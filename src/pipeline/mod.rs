//! One analysis run, end to end.
//!
//! Discovery, bounded parallel parsing, file-local metrics, then the graph
//! barrier, the concurrent detectors and aggregation. Configuration problems
//! abort before any file is read; per-file failures only show up on the
//! file's status.

pub mod cancel;
pub mod parse_stage;

pub use cancel::CancellationToken;
pub use parse_stage::{SourceFile, SourceText};

use crate::analysis::{antipattern_findings, run_detectors};
use crate::config::AnalysisConfig;
use crate::core::{file_id_for, Issue, Result, SourceUnit};
use crate::findings::{AnalysisReport, FileStatus};
use crate::graph::{AnalysisContext, GraphBuilder};
use crate::io::FileWalker;
use crate::metrics::{metric_findings, FileMetrics};
use std::path::Path;
use tracing::debug_span;

/// Report of a run plus the context it was computed from.
///
/// `context` is `None` for a partial run, since the graphs are never built
/// from an incomplete set of units.
#[derive(Debug)]
pub struct AnalysisRun {
    pub report: AnalysisReport,
    pub context: Option<AnalysisContext>,
}

pub fn analyze_project(root: &Path, config: &AnalysisConfig) -> Result<AnalysisReport> {
    analyze_project_with_cancel(root, config, &CancellationToken::new())
}

pub fn analyze_project_with_cancel(
    root: &Path,
    config: &AnalysisConfig,
    token: &CancellationToken,
) -> Result<AnalysisReport> {
    Ok(run_project(root, config, token)?.report)
}

/// Analyse in-memory sources keyed by file id
pub fn analyze_sources(sources: Vec<(String, String)>, config: &AnalysisConfig) -> Result<AnalysisReport> {
    Ok(run_sources(sources, config, &CancellationToken::new())?.report)
}

pub fn run_project(root: &Path, config: &AnalysisConfig, token: &CancellationToken) -> Result<AnalysisRun> {
    config.validate()?;

    let files = {
        let _span = debug_span!("discover", root = %root.display()).entered();
        FileWalker::from_config(root.to_path_buf(), &config.files)?
            .walk()?
            .into_iter()
            .map(|path| SourceFile {
                id: file_id_for(root, &path),
                text: SourceText::Disk(path),
            })
            .collect::<Vec<_>>()
    };

    run(files, config, token)
}

pub fn run_sources(
    sources: Vec<(String, String)>,
    config: &AnalysisConfig,
    token: &CancellationToken,
) -> Result<AnalysisRun> {
    config.validate()?;

    let mut files: Vec<SourceFile> = sources
        .into_iter()
        .map(|(id, content)| SourceFile {
            id,
            text: SourceText::Memory(content),
        })
        .collect();
    files.sort_by(|a, b| a.id.cmp(&b.id));
    files.dedup_by(|later, earlier| {
        if later.id == earlier.id {
            log::warn!("Duplicate source {} ignored", later.id);
        }
        later.id == earlier.id
    });

    run(files, config, token)
}

fn run(files: Vec<SourceFile>, config: &AnalysisConfig, token: &CancellationToken) -> Result<AnalysisRun> {
    let entry_points = config.entry_points.compile()?;
    let pool = parse_stage::build_pool(&config.parallel)?;

    let units = {
        let _span = debug_span!("parse", files = files.len()).entered();
        parse_stage::parse_files(&pool, &files, config.parallel.parse_timeout_micros(), token)?
    };

    let (mut issues, statuses) = file_local_results(&units, config);

    if token.is_cancelled() {
        log::warn!("Analysis cancelled; returning partial report");
        return Ok(AnalysisRun {
            report: AnalysisReport::new(issues, statuses, true),
            context: None,
        });
    }

    let context = {
        let mut builder = GraphBuilder::new();
        builder.add_units(units);
        builder.build()?
    };

    issues.extend(pool.install(|| run_detectors(&context, config, &entry_points)));

    let report = {
        let _span = debug_span!("aggregate", issues = issues.len()).entered();
        AnalysisReport::new(issues, statuses, false)
    };
    log::info!(
        "Analysed {} files: {} issues",
        report.summary.files_analyzed,
        report.summary.total_issues
    );

    Ok(AnalysisRun {
        report,
        context: Some(context),
    })
}

/// Statuses for every unit plus the findings that need no graph: metric
/// thresholds and antipatterns
fn file_local_results(units: &[SourceUnit], config: &AnalysisConfig) -> (Vec<Issue>, Vec<FileStatus>) {
    let mut issues = Vec::new();
    let statuses = units
        .iter()
        .map(|unit| {
            let metrics = unit.is_parsed().then(|| FileMetrics::from_unit(unit));
            issues.extend(metric_findings(unit, &config.thresholds));
            if config.detectors.antipatterns {
                issues.extend(antipattern_findings(unit));
            }
            FileStatus {
                file: unit.path.clone(),
                language: unit.language,
                status: unit.status.clone(),
                metrics,
            }
        })
        .collect();
    (issues, statuses)
}
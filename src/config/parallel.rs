//! Parallelism configuration for the parse phase.

use serde::{Deserialize, Serialize};

fn default_parse_timeout_ms() -> u64 {
    5_000
}

/// Controls the run-local worker pool used to parse files.
///
/// # Example
///
/// ```rust
/// use depsight::config::ParallelConfig;
///
/// let config = ParallelConfig {
///     max_concurrency: Some(4),
///     parse_timeout_ms: 2_000,
/// };
/// assert_eq!(config.worker_count(), 4);
/// ```
#[derive(Debug, Clone, Serialize, Deserialize, PartialEq)]
pub struct ParallelConfig {
    /// Worker threads (default: available parallelism)
    #[serde(default)]
    pub max_concurrency: Option<usize>,

    /// Per-file parse budget in milliseconds. A file exceeding it is
    /// recorded as timed out and left out of both graphs.
    #[serde(default = "default_parse_timeout_ms")]
    pub parse_timeout_ms: u64,
}

impl Default for ParallelConfig {
    fn default() -> Self {
        Self {
            max_concurrency: None,
            parse_timeout_ms: default_parse_timeout_ms(),
        }
    }
}

impl ParallelConfig {
    /// Single worker, useful for debugging
    pub fn sequential() -> Self {
        Self {
            max_concurrency: Some(1),
            ..Self::default()
        }
    }

    pub fn worker_count(&self) -> usize {
        match self.max_concurrency {
            Some(n) if n > 0 => n,
            _ => std::thread::available_parallelism()
                .map(|n| n.get())
                .unwrap_or(4),
        }
    }

    pub fn parse_timeout_micros(&self) -> u64 {
        self.parse_timeout_ms.saturating_mul(1_000)
    }
}
mod common;

use common::write_project;
use depsight::config::{parse_and_validate_config, CONFIG_FILE_NAME};
use depsight::{load_config, load_config_from_path, AnalysisConfig, AnalysisError};
use indoc::indoc;

#[test]
fn test_missing_config_file_means_defaults() {
    let dir = write_project(&[("a.py", "")]);
    assert_eq!(load_config(dir.path()).unwrap(), AnalysisConfig::default());
}

#[test]
fn test_config_file_in_root_is_used() {
    let dir = write_project(&[(
        CONFIG_FILE_NAME,
        indoc! {r#"
            [thresholds]
            complexity = 15

            [entry_points]
            names = ["serve"]
            patterns = []
            module_level = false

            [files]
            exclude = ["migrations/**"]
        "#},
    )]);

    let config = load_config(dir.path()).unwrap();
    assert_eq!(config.thresholds.complexity, 15);
    assert_eq!(config.thresholds.min_type_coverage, 0.5);
    assert_eq!(config.entry_points.names, vec!["serve"]);
    assert!(!config.entry_points.module_level);
    assert_eq!(config.files.include, vec!["**/*.py"]);
    assert_eq!(config.files.exclude, vec!["migrations/**"]);
}

#[test]
fn test_explicit_path_must_exist() {
    let dir = write_project(&[]);
    let err = load_config_from_path(&dir.path().join("custom.toml")).unwrap_err();
    assert!(matches!(err, AnalysisError::FileSystem { .. }));
}

#[test]
fn test_every_problem_is_reported_at_once() {
    let err = parse_and_validate_config(indoc! {r#"
        [thresholds]
        complexity = 0
        min_type_coverage = 1.5

        [impact]
        upstream_weight = -2.0

        [entry_points]
        names = [""]
    "#})
    .unwrap_err();

    let message = err.to_string();
    for field in [
        "thresholds.complexity",
        "thresholds.min_type_coverage",
        "impact.upstream_weight",
        "entry_points",
    ] {
        assert!(message.contains(field), "{field} missing from: {message}");
    }
}

#[test]
fn test_malformed_toml_is_configuration_error() {
    let err = parse_and_validate_config("[thresholds\ncomplexity = ").unwrap_err();
    assert!(matches!(err, AnalysisError::Configuration(_)));
}
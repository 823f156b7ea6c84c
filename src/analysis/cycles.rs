use crate::core::{Category, Evidence, Issue, Location, Severity};
use crate::graph::FileDependencyGraph;
use std::collections::{BTreeSet, HashMap};

#[derive(Clone, Copy, PartialEq, Eq)]
enum VisitState {
    InProgress,
    Done,
}

/// Detect circular imports with a three-state DFS.
///
/// Roots and successors are visited in file-id order, and each cycle is
/// rotated to start at its smallest file id, so the result is identical
/// across runs and independent of where traversal happens to start.
pub fn detect_cycles(graph: &FileDependencyGraph) -> Vec<Vec<String>> {
    let mut state: HashMap<&str, VisitState> = HashMap::new();
    let mut path: Vec<&str> = Vec::new();
    let mut cycles: BTreeSet<Vec<String>> = BTreeSet::new();

    for file in graph.files() {
        if !state.contains_key(file) {
            dfs_detect_cycles(graph, file, &mut state, &mut path, &mut cycles);
        }
    }

    cycles.into_iter().collect()
}

fn dfs_detect_cycles<'g>(
    graph: &'g FileDependencyGraph,
    file: &'g str,
    state: &mut HashMap<&'g str, VisitState>,
    path: &mut Vec<&'g str>,
    cycles: &mut BTreeSet<Vec<String>>,
) {
    state.insert(file, VisitState::InProgress);
    path.push(file);

    for dep in graph.dependencies(file) {
        match state.get(dep) {
            None => dfs_detect_cycles(graph, dep, state, path, cycles),
            Some(VisitState::InProgress) => {
                if let Some(start) = path.iter().position(|f| *f == dep) {
                    let cycle = canonicalize(&path[start..]);
                    if cycle.len() >= 2 {
                        cycles.insert(cycle);
                    }
                }
            }
            Some(VisitState::Done) => {}
        }
    }

    path.pop();
    state.insert(file, VisitState::Done);
}

/// Rotate so the lexicographically smallest file comes first
pub fn canonicalize(cycle: &[&str]) -> Vec<String> {
    let Some(min) = cycle
        .iter()
        .enumerate()
        .min_by_key(|(_, f)| **f)
        .map(|(i, _)| i)
    else {
        return Vec::new();
    };
    cycle[min..]
        .iter()
        .chain(&cycle[..min])
        .map(|f| f.to_string())
        .collect()
}

pub fn render_cycle(cycle: &[String]) -> String {
    let mut chain = cycle.join(" -> ");
    if let Some(first) = cycle.first() {
        chain.push_str(" -> ");
        chain.push_str(first);
    }
    chain
}

pub fn cycle_findings(graph: &FileDependencyGraph) -> Vec<Issue> {
    detect_cycles(graph)
        .into_iter()
        .map(|cycle| {
            let rendered = render_cycle(&cycle);
            Issue::new(
                Category::Correctness,
                Severity::Critical,
                Location::file(&cycle[0]).with_symbol(&rendered),
                Evidence::DependencyCycle {
                    cycle: cycle.clone(),
                },
                format!(
                    "Circular import between {} files: {rendered}",
                    cycle.len()
                ),
            )
        })
        .collect()
}
use crate::core::{qualified_name, ClassDef, FunctionDef, LineRange, Parameter};
use tree_sitter::Node;

use super::complexity::calculate_cyclomatic_complexity;

/// Functions, classes and module-level call references of one file
#[derive(Debug, Default)]
pub struct Definitions {
    pub functions: Vec<FunctionDef>,
    pub classes: Vec<ClassDef>,
    pub module_calls: Vec<String>,
}

impl Definitions {
    /// Later definitions of the same name replace earlier ones, as Python
    /// rebinding does
    fn insert_function(&mut self, function: FunctionDef) {
        self.functions.retain(|f| f.name != function.name);
        self.functions.push(function);
    }

    fn insert_class(&mut self, class: ClassDef, methods: Vec<FunctionDef>) {
        self.classes.retain(|c| c.name != class.name);
        self.functions
            .retain(|f| f.class_name.as_deref() != Some(class.name.as_str()));
        self.classes.push(class);
        for method in methods {
            self.insert_function(method);
        }
    }

    fn record_module_call(&mut self, call: String) {
        if !self.module_calls.contains(&call) {
            self.module_calls.push(call);
        }
    }
}

pub fn extract_definitions(root: Node, source: &str, file_id: &str) -> Definitions {
    let mut definitions = Definitions::default();
    let mut cursor = root.walk();
    for child in root.named_children(&mut cursor) {
        visit_top_level(child, source, file_id, &mut definitions);
    }
    definitions
}

fn visit_top_level(node: Node, source: &str, file_id: &str, defs: &mut Definitions) {
    match node.kind() {
        "function_definition" => {
            if let Some(function) = function_def(node, source, file_id, None) {
                defs.insert_function(function);
            }
        }
        "class_definition" => class_def(node, source, file_id, defs),
        "decorated_definition" => {
            record_decorators(node, source, defs);
            if let Some(definition) = node.child_by_field_name("definition") {
                visit_top_level(definition, source, file_id, defs);
            }
        }
        "if_statement" | "try_statement" | "with_statement" | "for_statement"
        | "while_statement" => visit_compound(node, source, file_id, defs),
        _ => {
            for call in collect_calls(node, source) {
                defs.record_module_call(call);
            }
        }
    }
}

/// Module-level compound statement: definitions in any branch are module
/// definitions (`try: ... except ImportError: def f(): ...`); conditions and
/// headers run at import.
fn visit_compound(node: Node, source: &str, file_id: &str, defs: &mut Definitions) {
    let mut cursor = node.walk();
    for child in node.named_children(&mut cursor) {
        match child.kind() {
            "block" => {
                let mut block_cursor = child.walk();
                for statement in child.named_children(&mut block_cursor) {
                    visit_top_level(statement, source, file_id, defs);
                }
            }
            "elif_clause" | "else_clause" | "except_clause" | "except_group_clause"
            | "finally_clause" => visit_compound(child, source, file_id, defs),
            _ => {
                for call in collect_calls(child, source) {
                    defs.record_module_call(call);
                }
            }
        }
    }
}

fn class_def(node: Node, source: &str, file_id: &str, defs: &mut Definitions) {
    let Some(name) = node
        .child_by_field_name("name")
        .and_then(|n| text(n, source))
    else {
        return;
    };

    if let Some(bases) = node.child_by_field_name("superclasses") {
        for call in collect_calls(bases, source) {
            defs.record_module_call(call);
        }
    }

    let mut methods = Vec::new();
    if let Some(body) = node.child_by_field_name("body") {
        let mut cursor = body.walk();
        for member in body.named_children(&mut cursor) {
            let definition = if member.kind() == "decorated_definition" {
                record_decorators(member, source, defs);
                member.child_by_field_name("definition")
            } else {
                Some(member)
            };
            let Some(definition) = definition else {
                continue;
            };

            if definition.kind() == "function_definition" {
                if let Some(method) = function_def(definition, source, file_id, Some(name)) {
                    methods.retain(|m: &FunctionDef| m.name != method.name);
                    methods.push(method);
                }
            } else {
                // Class attributes and nested classes run at import time
                for call in collect_calls(definition, source) {
                    defs.record_module_call(call);
                }
            }
        }
    }

    let class = ClassDef {
        name: name.to_string(),
        lines: line_range(node),
        methods: methods
            .iter()
            .map(|m| m.simple_name().to_string())
            .collect(),
    };
    defs.insert_class(class, methods);
}

fn function_def(
    node: Node,
    source: &str,
    file_id: &str,
    class_name: Option<&str>,
) -> Option<FunctionDef> {
    let name = text(node.child_by_field_name("name")?, source)?;
    let local = match class_name {
        Some(class) => format!("{class}.{name}"),
        None => name.to_string(),
    };

    let mut parameters = node
        .child_by_field_name("parameters")
        .map(|p| extract_parameters(p, source))
        .unwrap_or_default();

    let receiver = match (class_name, parameters.first()) {
        (Some(_), Some(first))
            if first.annotation.is_none() && matches!(first.name.as_str(), "self" | "cls") =>
        {
            Some(parameters.remove(0).name)
        }
        _ => None,
    };

    let return_annotation = node
        .child_by_field_name("return_type")
        .and_then(|t| text(t, source))
        .map(str::to_string);

    let mut cursor = node.walk();
    let is_async = node.children(&mut cursor).any(|c| c.kind() == "async");

    let mut calls = Vec::new();
    for call in collect_calls(node, source) {
        if !calls.contains(&call) {
            calls.push(call);
        }
    }

    Some(FunctionDef {
        qualified_name: qualified_name(file_id, &local),
        name: local,
        class_name: class_name.map(str::to_string),
        file: file_id.to_string(),
        lines: line_range(node),
        receiver,
        parameters,
        return_annotation,
        complexity: calculate_cyclomatic_complexity(node),
        calls,
        is_async,
    })
}

fn extract_parameters(node: Node, source: &str) -> Vec<Parameter> {
    let mut parameters = Vec::new();
    let mut cursor = node.walk();
    for param in node.named_children(&mut cursor) {
        let (name, annotation) = match param.kind() {
            "identifier" | "list_splat_pattern" | "dictionary_splat_pattern" => {
                (binding_name(param, source), None)
            }
            "typed_parameter" => (
                param
                    .named_child(0)
                    .and_then(|inner| binding_name(inner, source)),
                param.child_by_field_name("type"),
            ),
            "default_parameter" => (
                param
                    .child_by_field_name("name")
                    .and_then(|n| binding_name(n, source)),
                None,
            ),
            "typed_default_parameter" => (
                param
                    .child_by_field_name("name")
                    .and_then(|n| binding_name(n, source)),
                param.child_by_field_name("type"),
            ),
            // `*`, `/`, comments
            _ => continue,
        };

        if let Some(name) = name {
            parameters.push(Parameter {
                name,
                annotation: annotation.and_then(|a| text(a, source)).map(str::to_string),
            });
        }
    }
    parameters
}

/// `x` for `x`, `*x` and `**x`
fn binding_name(node: Node, source: &str) -> Option<String> {
    if node.kind() == "identifier" {
        return text(node, source).map(str::to_string);
    }
    let mut cursor = node.walk();
    let identifier = node
        .named_children(&mut cursor)
        .find(|c| c.kind() == "identifier");
    identifier.and_then(|i| text(i, source)).map(str::to_string)
}

/// A decorator runs when its definition is evaluated, so the decorator
/// itself counts as a module-level call
fn record_decorators(node: Node, source: &str, defs: &mut Definitions) {
    let mut cursor = node.walk();
    for decorator in node.named_children(&mut cursor) {
        if decorator.kind() != "decorator" {
            continue;
        }
        if let Some(path) = decorator.named_child(0).and_then(|e| callee_path(e, source)) {
            defs.record_module_call(path);
        }
        for call in collect_calls(decorator, source) {
            defs.record_module_call(call);
        }
    }
}

/// Callee references of every call under `node`, in source order
pub fn collect_calls(node: Node, source: &str) -> Vec<String> {
    let mut calls = Vec::new();
    visit_node_for_calls(node, source, &mut calls);
    calls
}

fn visit_node_for_calls(node: Node, source: &str, calls: &mut Vec<String>) {
    if node.kind() == "call" {
        if let Some(path) = node
            .child_by_field_name("function")
            .and_then(|f| callee_path(f, source))
        {
            calls.push(path);
        }
    }

    let mut cursor = node.walk();
    for child in node.children(&mut cursor) {
        visit_node_for_calls(child, source, calls);
    }
}

/// `f`, `self.m`, `a.b.c`; `None` for subscripts, calls and other shapes
fn callee_path(node: Node, source: &str) -> Option<String> {
    match node.kind() {
        "identifier" => text(node, source).map(str::to_string),
        "attribute" => {
            let object = callee_path(node.child_by_field_name("object")?, source)?;
            let attribute = text(node.child_by_field_name("attribute")?, source)?;
            Some(format!("{object}.{attribute}"))
        }
        _ => None,
    }
}

fn line_range(node: Node) -> LineRange {
    LineRange::new(node.start_position().row + 1, node.end_position().row + 1)
}

fn text<'a>(node: Node, source: &'a str) -> Option<&'a str> {
    node.utf8_text(source.as_bytes()).ok()
}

=====

• What needs to be done:
Whenever the word "Severity" shows up in a line above, copy that line.

• Exercise result:
use crate::core::{Category, Evidence, Issue, Location, Severity};
                Severity::Critical,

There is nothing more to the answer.